Several decades plus a few years brings us to today. After large infusions of capital in research and technology development, we have cardiac care that would appear futuristic, even impossible, to a practicing physician (or a heart attack patient) in the 1950s. Many more survive heart attacks than ever before, and return to productive lives and work after recovery. And the research and care costs are now significant.
Cutler then put the question bluntly: Was it worth it? Was there anybody in the audience, he asked, who would claim that the investment involved in moving cardiovascular knowledge and care to its current point had not been worth it?
Worth It But How Best To Spend?
The measurable benefits in terms of survival, recovery and return to productivity of heart patients is, of course, very substantial as of 2005. So the answer to Cutler's question, in the light of today's knowledge, is that cardiovascular R&D costs over time have indeed been worth it.
But Cutler acknowledged that we can't know, beyond any doubt any more than policymakers or legislators or scientists could in 1950 that a large national investment in a particular line of biomedical inquiry will yield vast benefits.
Econometric evidence based on research outcomes over the last half-century, however, tells us that in general and across the board, the financial risk in medical innovation is easily justified by the results.

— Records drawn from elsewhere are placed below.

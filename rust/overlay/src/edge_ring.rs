// This Source Code Form is subject to the terms of the Mozilla Public
// License, v. 2.0. If a copy of the MPL was not distributed with this
// file, You can obtain one at https://mozilla.org/MPL/2.0/.

//! Rings of result directed edges.
//!
//! A maximal ring follows the `next` links set when result edges are linked
//! at each node; it may touch itself. A minimal ring follows `next_min` and
//! never does. Rings are stored in an arena and refer to their shell and
//! holes by key.

use geo_lite_core::algorithm::{is_ccw, is_in_ring};
use geo_lite_core::{Coordinate, Envelope, LinearRing, Polygon};
use geo_lite_topology::{DirEdgeKey, Edge, Error, Label, PlanarGraph, Position, Result, RingKey};
use slotmap::SlotMap;

pub type RingArena = SlotMap<RingKey, EdgeRing>;

#[derive(Debug, Clone, Copy, PartialEq, Eq)]
pub enum RingKind {
    Maximal,
    Minimal,
}

#[derive(Debug, Clone)]
pub struct EdgeRing {
    edges: Vec<DirEdgeKey>,
    label: Label,
    ring: LinearRing,
    env: Envelope,
    is_hole: bool,
    shell: Option<RingKey>,
    holes: Vec<RingKey>,
}

impl EdgeRing {
    /// Traces the ring through `start` and claims its directed edges.
    pub fn build(rings: &mut RingArena, graph: &mut PlanarGraph, start: DirEdgeKey, kind: RingKind) -> Result<RingKey> {
        rings.try_insert_with_key(|key| Self::trace(key, graph, start, kind))
    }

    fn trace(key: RingKey, graph: &mut PlanarGraph, start: DirEdgeKey, kind: RingKind) -> Result<Self> {
        let mut edges = Vec::new();
        let mut pts = Vec::new();
        let mut label = Label::new_line(None);
        let mut current = start;
        loop {
            let de = &graph.dir_edges[current];
            let claimed = match kind {
                RingKind::Maximal => de.edge_ring,
                RingKind::Minimal => de.min_edge_ring,
            };
            if claimed == Some(key) {
                return Err(Error::topology(
                    "directed edge visited twice during ring-building",
                    Some(de.coordinate()),
                ));
            }
            if !de.label().is_area() {
                return Err(Error::topology("ring edge has no area label", Some(de.coordinate())));
            }
            edges.push(current);
            merge_right_locations(&mut label, de.label());
            add_points(&mut pts, &graph.edges[de.edge], de.forward, edges.len() == 1);
            let next = match kind {
                RingKind::Maximal => de.next,
                RingKind::Minimal => de.next_min,
            };
            let coord = de.coordinate();

            let de = &mut graph.dir_edges[current];
            match kind {
                RingKind::Maximal => de.edge_ring = Some(key),
                RingKind::Minimal => de.min_edge_ring = Some(key),
            }
            current = next.ok_or_else(|| Error::topology("found unlinked directed edge in ring", Some(coord)))?;
            if current == start {
                break;
            }
        }

        if pts.len() < 4 {
            return Err(Error::topology("edge ring has too few points", pts.first().copied()));
        }
        // result shells run clockwise, so a counter-clockwise ring is a hole
        let is_hole = is_ccw(&pts)?;
        let ring = LinearRing::new(pts)?;
        let env = ring.envelope();
        Ok(Self {
            edges,
            label,
            ring,
            env,
            is_hole,
            shell: None,
            holes: Vec::new(),
        })
    }

    pub fn edges(&self) -> &[DirEdgeKey] {
        &self.edges
    }

    /// Locations of the ring's interior relative to both inputs.
    pub fn label(&self) -> &Label {
        &self.label
    }

    pub fn linear_ring(&self) -> &LinearRing {
        &self.ring
    }

    pub fn envelope(&self) -> &Envelope {
        &self.env
    }

    pub fn coordinate(&self, i: usize) -> Coordinate {
        self.ring.coords()[i]
    }

    pub fn is_hole(&self) -> bool {
        self.is_hole
    }

    pub fn shell(&self) -> Option<RingKey> {
        self.shell
    }

    /// Largest number of ring edges meeting at any node of this ring.
    pub fn max_node_degree(&self, key: RingKey, graph: &PlanarGraph) -> usize {
        let max_outgoing = self
            .edges
            .iter()
            .map(|de| {
                let node = graph.dir_edges[*de].node;
                graph.nodes[node].star.outgoing_degree(&graph.dir_edges, key)
            })
            .max()
            .unwrap_or(0);
        max_outgoing * 2
    }

    /// Flags every edge of the ring as part of the result.
    pub fn set_in_result(&self, graph: &mut PlanarGraph) {
        for de in &self.edges {
            let edge = graph.dir_edges[*de].edge;
            graph.edges[edge].set_in_result(true);
        }
    }
}

/// Assigns `hole` to `shell`.
pub fn set_shell(rings: &mut RingArena, hole: RingKey, shell: RingKey) {
    rings[hole].shell = Some(shell);
    rings[shell].holes.push(hole);
}

/// `true` if `p` is inside the ring or on its boundary and not inside one of
/// its holes.
pub fn contains_point(rings: &RingArena, key: RingKey, p: &Coordinate) -> bool {
    let ring = &rings[key];
    if !ring.env.covers_coord(p) || !is_in_ring(p, ring.ring.coords()) {
        return false;
    }
    !ring.holes.iter().any(|h| contains_point(rings, *h, p))
}

/// Polygon made of a shell ring and its holes.
pub fn to_polygon(rings: &RingArena, shell: RingKey) -> Polygon {
    let ring = &rings[shell];
    let holes = ring.holes.iter().map(|h| rings[*h].ring.clone()).collect();
    Polygon::new(ring.ring.clone(), holes)
}

/// Links the edges of a maximal ring at each of its nodes so minimal rings
/// can be traced.
pub fn link_minimal_edges(rings: &RingArena, key: RingKey, graph: &mut PlanarGraph) -> Result<()> {
    for de in &rings[key].edges {
        let node_key = graph.dir_edges[*de].node;
        let node = &graph.nodes[node_key];
        node.star
            .link_minimal_directed_edges(&mut graph.dir_edges, key, node.coordinate())?;
    }
    Ok(())
}

/// Traces the minimal rings contained in a maximal ring.
pub fn build_minimal_rings(rings: &mut RingArena, key: RingKey, graph: &mut PlanarGraph) -> Result<Vec<RingKey>> {
    let edges = rings[key].edges.clone();
    let mut minimal = Vec::new();
    for de in edges {
        if graph.dir_edges[de].min_edge_ring.is_none() {
            minimal.push(EdgeRing::build(rings, graph, de, RingKind::Minimal)?);
        }
    }
    Ok(minimal)
}

/// Takes the right-side location of each geometry from a ring edge, which
/// is the location of the ring's interior.
fn merge_right_locations(label: &mut Label, de_label: &Label) {
    for i in 0..2 {
        let Some(loc) = de_label.location(i, Position::Right) else {
            continue;
        };
        if label.location_on(i).is_none() {
            label.set_location_on(i, Some(loc));
        }
    }
}

/// Appends an edge's points in traversal order. The first point repeats the
/// previous edge's last point and is skipped except for the first edge.
fn add_points(pts: &mut Vec<Coordinate>, edge: &Edge, forward: bool, is_first_edge: bool) {
    let edge_pts = edge.coordinates();
    let skip = usize::from(!is_first_edge);
    if forward {
        pts.extend(edge_pts.iter().skip(skip));
    } else {
        pts.extend(edge_pts.iter().rev().skip(skip));
    }
}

A prevailing need, then, is to improve our understanding of where and at what disease targets investment is best directed. To improve investment targeting, Cutler called for a "true health account" an equation balanced by "inputs" (sound data on medical spending, individual behaviors that affect health and environmental factors that either exacerbate or improve health) and "outputs" (data on population health by disease and demographic groups).
A True Health Accounting
Cutler went on to present cost-benefit analyses on low birth weight infants and the management of depression, demonstrating the basics of economic and statistical concepts confirming that investment in medical innovation has been (and will continue to be) justified.

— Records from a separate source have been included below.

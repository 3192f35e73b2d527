// This Source Code Form is subject to the terms of the Mozilla Public
// License, v. 2.0. If a copy of the MPL was not distributed with this
// file, You can obtain one at https://mozilla.org/MPL/2.0/.

//! Segment intersection search for edge noding.
//!
//! A sweep line over the x-extents of all segments finds candidate pairs.
//! Each segment belongs to an optional set and pairs from the same set are
//! skipped, which gives the three modes: every pair, pairs from different
//! edges, and pairs from different edge lists.
//!
//! Intersections are collected while the edges are only borrowed, then
//! applied to the owning lists afterwards.

use std::ops::ControlFlow;

use geo_lite_core::{Coordinate, Envelope, LineIntersector};

use crate::edge::Edge;

/// Which segment pairs the sweep reports.
#[derive(Debug, Clone, Copy, PartialEq, Eq)]
pub enum SweepMode {
    /// Every pair, including two segments of the same edge.
    AllSegments,
    /// Only pairs from different edges.
    DistinctEdges,
    /// Only pairs from different edge lists.
    DistinctLists,
}

/// Identifies an edge by list and position within that list.
#[derive(Debug, Clone, Copy, PartialEq, Eq, Hash)]
pub struct EdgeRef {
    pub list: usize,
    pub index: usize,
}

#[derive(Debug, Clone, Copy)]
struct SweepSegment {
    edge: EdgeRef,
    segment: usize,
    set: Option<usize>,
}

#[derive(Debug, Clone, Copy, PartialEq, Eq, PartialOrd, Ord)]
enum EventKind {
    Insert,
    Delete,
}

#[derive(Debug, Clone, Copy)]
struct SweepEvent {
    x: f64,
    kind: EventKind,
    segment: usize,
    delete_index: usize,
}

/// Visits every candidate segment pair of the edges in `lists` whose
/// envelopes overlap in x. Edges outside `env` are ignored. The visitor may
/// stop the sweep early.
pub fn sweep_segment_pairs<F>(lists: &[&[Edge]], env: Option<&Envelope>, mode: SweepMode, mut visit: F)
where
    F: FnMut(EdgeRef, usize, EdgeRef, usize) -> ControlFlow<()>,
{
    let mut segments = Vec::new();
    let mut events = Vec::new();
    let mut next_edge_set = 0;
    for (list, edges) in lists.iter().enumerate() {
        for (index, edge) in edges.iter().enumerate() {
            if env.is_some_and(|env| !env.intersects(edge.envelope())) {
                continue;
            }
            let set = match mode {
                SweepMode::AllSegments => None,
                SweepMode::DistinctEdges => Some(next_edge_set),
                SweepMode::DistinctLists => Some(list),
            };
            next_edge_set += 1;
            let pts = edge.coordinates();
            for segment in 0..pts.len().saturating_sub(1) {
                let (min_x, max_x) = if pts[segment].x <= pts[segment + 1].x {
                    (pts[segment].x, pts[segment + 1].x)
                } else {
                    (pts[segment + 1].x, pts[segment].x)
                };
                let id = segments.len();
                segments.push(SweepSegment {
                    edge: EdgeRef { list, index },
                    segment,
                    set,
                });
                events.push(SweepEvent {
                    x: min_x,
                    kind: EventKind::Insert,
                    segment: id,
                    delete_index: 0,
                });
                events.push(SweepEvent {
                    x: max_x,
                    kind: EventKind::Delete,
                    segment: id,
                    delete_index: 0,
                });
            }
        }
    }

    // inserts sort before deletes at the same x so touching extents overlap
    events.sort_by(|a, b| a.x.total_cmp(&b.x).then(a.kind.cmp(&b.kind)));
    let mut insert_position = vec![0; segments.len()];
    for i in 0..events.len() {
        let ev = events[i];
        match ev.kind {
            EventKind::Insert => insert_position[ev.segment] = i,
            EventKind::Delete => events[insert_position[ev.segment]].delete_index = i,
        }
    }

    for (i, ev0) in events.iter().enumerate() {
        if ev0.kind != EventKind::Insert {
            continue;
        }
        let ss0 = segments[ev0.segment];
        for ev1 in &events[i..ev0.delete_index] {
            if ev1.kind != EventKind::Insert {
                continue;
            }
            let ss1 = segments[ev1.segment];
            if ss0.set.is_some() && ss0.set == ss1.set {
                continue;
            }
            if visit(ss0.edge, ss0.segment, ss1.edge, ss1.segment).is_break() {
                return;
            }
        }
    }
}

#[derive(Debug, Clone, Copy)]
struct PendingIntersection {
    edge: EdgeRef,
    segment: usize,
    dist: f64,
    coord: Coordinate,
}

/// Computes the intersections of segment pairs and records them as edge
/// nodes, tracking whether any proper intersection was found.
#[derive(Debug)]
pub struct SegmentIntersector {
    li: LineIntersector,
    include_proper: bool,
    record_isolated: bool,
    has_intersection: bool,
    has_proper: bool,
    has_proper_interior: bool,
    boundary_nodes: [Vec<Coordinate>; 2],
    num_tests: usize,
    pending: Vec<PendingIntersection>,
    not_isolated: Vec<EdgeRef>,
}

impl SegmentIntersector {
    /// `include_proper` controls whether proper intersections are recorded
    /// as nodes; `record_isolated` clears the isolated flag of edges that
    /// intersect anything.
    pub fn new(include_proper: bool, record_isolated: bool) -> Self {
        Self {
            li: LineIntersector::new(),
            include_proper,
            record_isolated,
            has_intersection: false,
            has_proper: false,
            has_proper_interior: false,
            boundary_nodes: [Vec::new(), Vec::new()],
            num_tests: 0,
            pending: Vec::new(),
            not_isolated: Vec::new(),
        }
    }

    /// Boundary nodes of both inputs. A proper intersection at one of these
    /// is not a proper interior intersection.
    pub fn set_boundary_nodes(&mut self, bdy0: Vec<Coordinate>, bdy1: Vec<Coordinate>) {
        self.boundary_nodes = [bdy0, bdy1];
    }

    /// Some intersection other than a shared vertex of consecutive segments.
    pub fn has_intersection(&self) -> bool {
        self.has_intersection
    }

    pub fn has_proper_intersection(&self) -> bool {
        self.has_proper
    }

    /// A proper intersection not at a boundary node of either input.
    pub fn has_proper_interior_intersection(&self) -> bool {
        self.has_proper_interior
    }

    pub fn num_tests(&self) -> usize {
        self.num_tests
    }

    /// Intersects segment `seg0` of `e0` with segment `seg1` of `e1`.
    pub fn add_intersections(&mut self, r0: EdgeRef, e0: &Edge, seg0: usize, r1: EdgeRef, e1: &Edge, seg1: usize) {
        if r0 == r1 && seg0 == seg1 {
            return;
        }
        self.num_tests += 1;
        let p00 = e0.coordinate(seg0);
        let p01 = e0.coordinate(seg0 + 1);
        let p10 = e1.coordinate(seg1);
        let p11 = e1.coordinate(seg1 + 1);
        self.li.compute_intersection(&p00, &p01, &p10, &p11);
        if !self.li.has_intersection() {
            return;
        }
        if self.record_isolated {
            self.not_isolated.push(r0);
            self.not_isolated.push(r1);
        }
        if self.is_trivial_intersection(r0, e0, seg0, r1, seg1) {
            return;
        }
        self.has_intersection = true;
        if self.include_proper || !self.li.is_proper() {
            for i in 0..self.li.intersection_num() {
                let (segment, dist, coord) = e0.normalized_intersection(&self.li, seg0, 0, i);
                self.pending.push(PendingIntersection { edge: r0, segment, dist, coord });
            }
            for i in 0..self.li.intersection_num() {
                let (segment, dist, coord) = e1.normalized_intersection(&self.li, seg1, 1, i);
                self.pending.push(PendingIntersection { edge: r1, segment, dist, coord });
            }
        }
        if self.li.is_proper() {
            self.has_proper = true;
            if !self.is_boundary_point() {
                self.has_proper_interior = true;
            }
        }
    }

    /// The shared vertex of adjacent segments of one edge, including the
    /// closing vertex of a closed edge.
    fn is_trivial_intersection(&self, r0: EdgeRef, e0: &Edge, seg0: usize, r1: EdgeRef, seg1: usize) -> bool {
        if r0 != r1 || self.li.intersection_num() != 1 {
            return false;
        }
        if seg0.abs_diff(seg1) == 1 {
            return true;
        }
        if e0.is_closed() {
            let max_seg = e0.num_points() - 2;
            if (seg0 == 0 && seg1 == max_seg) || (seg1 == 0 && seg0 == max_seg) {
                return true;
            }
        }
        false
    }

    fn is_boundary_point(&self) -> bool {
        self.boundary_nodes.iter().flatten().any(|pt| self.li.is_intersection(pt))
    }

    /// Writes the intersections found on edges of list `list` into those
    /// edges.
    pub fn apply_to(&self, list: usize, edges: &mut [Edge]) {
        for p in self.pending.iter().filter(|p| p.edge.list == list) {
            edges[p.edge.index].ei_list.add(p.coord, p.segment, p.dist);
        }
        for r in self.not_isolated.iter().filter(|r| r.list == list) {
            edges[r.index].set_isolated(false);
        }
    }
}

/// Finds and records the intersections between the edges of `lists`.
pub fn compute_intersections(lists: &[&[Edge]], env: Option<&Envelope>, mode: SweepMode, si: &mut SegmentIntersector) {
    sweep_segment_pairs(lists, env, mode, |r0, s0, r1, s1| {
        let e0 = &lists[r0.list][r0.index];
        let e1 = &lists[r1.list][r1.index];
        si.add_intersections(r0, e0, s0, r1, e1, s1);
        ControlFlow::Continue(())
    });
}

#[cfg(test)]
mod tests {
    use super::*;
    use crate::label::Label;

    fn line(pts: &[(f64, f64)]) -> Edge {
        Edge::new(pts.iter().map(|&p| Coordinate::from(p)).collect(), Label::default())
    }

    #[test]
    fn crossing_edges_in_different_lists() {
        let a = vec![line(&[(0.0, 0.0), (10.0, 10.0)])];
        let mut b = vec![line(&[(0.0, 10.0), (10.0, 0.0)])];
        let mut si = SegmentIntersector::new(true, true);
        compute_intersections(&[&a[..], &b[..]], None, SweepMode::DistinctLists, &mut si);
        assert!(si.has_intersection());
        assert!(si.has_proper_interior_intersection());

        assert!(b[0].is_isolated());
        si.apply_to(1, &mut b);
        assert!(!b[0].is_isolated());
        assert!(b[0].ei_list.iter().any(|ei| ei.coord == Coordinate::new(5.0, 5.0)));
        let split = b[0].split_edges();
        assert_eq!(split.len(), 2);
    }

    #[test]
    fn adjacent_segments_are_trivial() {
        let zigzag = vec![line(&[(0.0, 0.0), (1.0, 1.0), (2.0, 0.0)])];
        let mut si = SegmentIntersector::new(true, false);
        compute_intersections(&[&zigzag[..]], None, SweepMode::AllSegments, &mut si);
        assert!(!si.has_intersection());
    }

    #[test]
    fn closing_vertex_of_ring_is_trivial() {
        let ring = vec![line(&[(0.0, 0.0), (4.0, 0.0), (4.0, 4.0), (0.0, 4.0), (0.0, 0.0)])];
        let mut si = SegmentIntersector::new(true, false);
        compute_intersections(&[&ring[..]], None, SweepMode::AllSegments, &mut si);
        assert!(!si.has_intersection());
    }

    #[test]
    fn self_crossing_edge_is_found() {
        let bowtie = vec![line(&[(0.0, 0.0), (4.0, 4.0), (4.0, 0.0), (0.0, 4.0), (0.0, 0.0)])];
        let mut si = SegmentIntersector::new(true, false);
        compute_intersections(&[&bowtie[..]], None, SweepMode::AllSegments, &mut si);
        assert!(si.has_proper_intersection());

        let mut si = SegmentIntersector::new(true, false);
        compute_intersections(&[&bowtie[..]], None, SweepMode::DistinctEdges, &mut si);
        assert!(!si.has_intersection());
    }

    #[test]
    fn envelope_filter_skips_far_edges() {
        let a = vec![line(&[(0.0, 0.0), (10.0, 10.0)])];
        let b = vec![line(&[(0.0, 10.0), (10.0, 0.0)])];
        let env = Envelope::new(Coordinate::new(20.0, 20.0), Coordinate::new(30.0, 30.0));
        let mut si = SegmentIntersector::new(true, true);
        compute_intersections(&[&a[..], &b[..]], Some(&env), SweepMode::DistinctLists, &mut si);
        assert_eq!(si.num_tests(), 0);
    }

    #[test]
    fn sweep_can_stop_early() {
        let edges = vec![
            line(&[(0.0, 0.0), (10.0, 0.0)]),
            line(&[(0.0, 1.0), (10.0, 1.0)]),
            line(&[(0.0, 2.0), (10.0, 2.0)]),
        ];
        let mut visits = 0;
        sweep_segment_pairs(&[&edges[..]], None, SweepMode::DistinctEdges, |_, _, _, _| {
            visits += 1;
            ControlFlow::Break(())
        });
        assert_eq!(visits, 1);
    }
}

In comparing the value of improved health produced by medical advances with the costs of those advances, he emphasized that understanding the dollar value of medical care requires measuring the health of the population an aspect of his "true health account" that is integral to better targeting of health care R&D dollars. To do this, he discussed what he called the "nation's health capital," the dollar value of health a person will have over the course of his or her remaining life. It is by comparing changes in health capital with increases in medical spending that Cutler confirmed that, by virtually all measures, increased medical technology has been worth its cost.
What emerged in his presentation was a striking insight: the direct economic value of lives saved due to medical advances is extraordinary. Calculating the number of lives saved with a predicted dollar value per life saved, the value derived from cardiovascular innovation alone equals nearly $3 trillion per year. This represents a rate of return on investment in excess of a 100-1, a profound national dividend.

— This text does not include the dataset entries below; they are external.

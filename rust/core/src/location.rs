// This Source Code Form is subject to the terms of the Mozilla Public
// License, v. 2.0. If a copy of the MPL was not distributed with this
// file, You can obtain one at https://mozilla.org/MPL/2.0/.

//! Topological location of a point relative to a geometry, and the
//! dimension values used by the intersection matrix.

use std::fmt;

/// Where a point lies relative to a geometry.
///
/// An absent location (not yet known) is modelled as `Option<Location>::None`.
#[derive(Debug, Clone, Copy, PartialEq, Eq, Hash)]
#[cfg_attr(feature = "serde", derive(serde::Serialize, serde::Deserialize))]
pub enum Location {
    Interior,
    Boundary,
    Exterior,
}

impl Location {
    /// Row/column index in an intersection matrix.
    pub const fn index(self) -> usize {
        match self {
            Location::Interior => 0,
            Location::Boundary => 1,
            Location::Exterior => 2,
        }
    }

    pub const fn from_index(index: usize) -> Option<Location> {
        match index {
            0 => Some(Location::Interior),
            1 => Some(Location::Boundary),
            2 => Some(Location::Exterior),
            _ => None,
        }
    }

    pub const fn symbol(self) -> char {
        match self {
            Location::Interior => 'i',
            Location::Boundary => 'b',
            Location::Exterior => 'e',
        }
    }
}

impl fmt::Display for Location {
    fn fmt(&self, f: &mut fmt::Formatter<'_>) -> fmt::Result {
        let name = match self {
            Location::Interior => "INTERIOR",
            Location::Boundary => "BOUNDARY",
            Location::Exterior => "EXTERIOR",
        };
        f.write_str(name)
    }
}

/// Topological dimension of a point set. `False` is the empty set.
#[derive(Debug, Clone, Copy, PartialEq, Eq, Hash, PartialOrd, Ord, Default)]
#[cfg_attr(feature = "serde", derive(serde::Serialize, serde::Deserialize))]
pub enum Dimension {
    #[default]
    False,
    Point,
    Line,
    Area,
}

impl Dimension {
    /// Intersection-matrix symbol: `F`, `0`, `1` or `2`.
    pub const fn symbol(self) -> char {
        match self {
            Dimension::False => 'F',
            Dimension::Point => '0',
            Dimension::Line => '1',
            Dimension::Area => '2',
        }
    }

    pub const fn from_symbol(c: char) -> Option<Dimension> {
        match c {
            'F' | 'f' => Some(Dimension::False),
            '0' => Some(Dimension::Point),
            '1' => Some(Dimension::Line),
            '2' => Some(Dimension::Area),
            _ => None,
        }
    }
}

impl fmt::Display for Dimension {
    fn fmt(&self, f: &mut fmt::Formatter<'_>) -> fmt::Result {
        write!(f, "{}", self.symbol())
    }
}

#[cfg(test)]
mod tests {
    use super::*;

    #[test]
    fn location_index_round_trip() {
        for loc in [Location::Interior, Location::Boundary, Location::Exterior] {
            assert_eq!(Location::from_index(loc.index()), Some(loc));
        }
        assert_eq!(Location::from_index(3), None);
    }

    #[test]
    fn dimension_ordering() {
        assert!(Dimension::False < Dimension::Point);
        assert!(Dimension::Point < Dimension::Line);
        assert!(Dimension::Line < Dimension::Area);
        assert_eq!(Dimension::Line.max(Dimension::Point), Dimension::Line);
    }

    #[test]
    fn dimension_symbols() {
        assert_eq!(Dimension::from_symbol('2'), Some(Dimension::Area));
        assert_eq!(Dimension::from_symbol('T'), None);
        assert_eq!(Dimension::False.to_string(), "F");
    }
}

A bottom line informing Cutler's insights and call to action was his plea for universal health insurance. "There's not much point in having marvelous medical care," he said, "if most Americans cannot afford it." He observed that much of the economic advantage conferred by medical advances is lost if cutting-edge care is widely unavailable to those who might benefit the most.
Improving the Return on Investment
Cutler not only emphasized the benefits in innovation but also called on us to think about our health care assets and how we finance those assets in a new light. Old thinking, he suggested, will not produce new results. He concluded by urging economists and policymakers to get "out of the box" in approaching health care spending.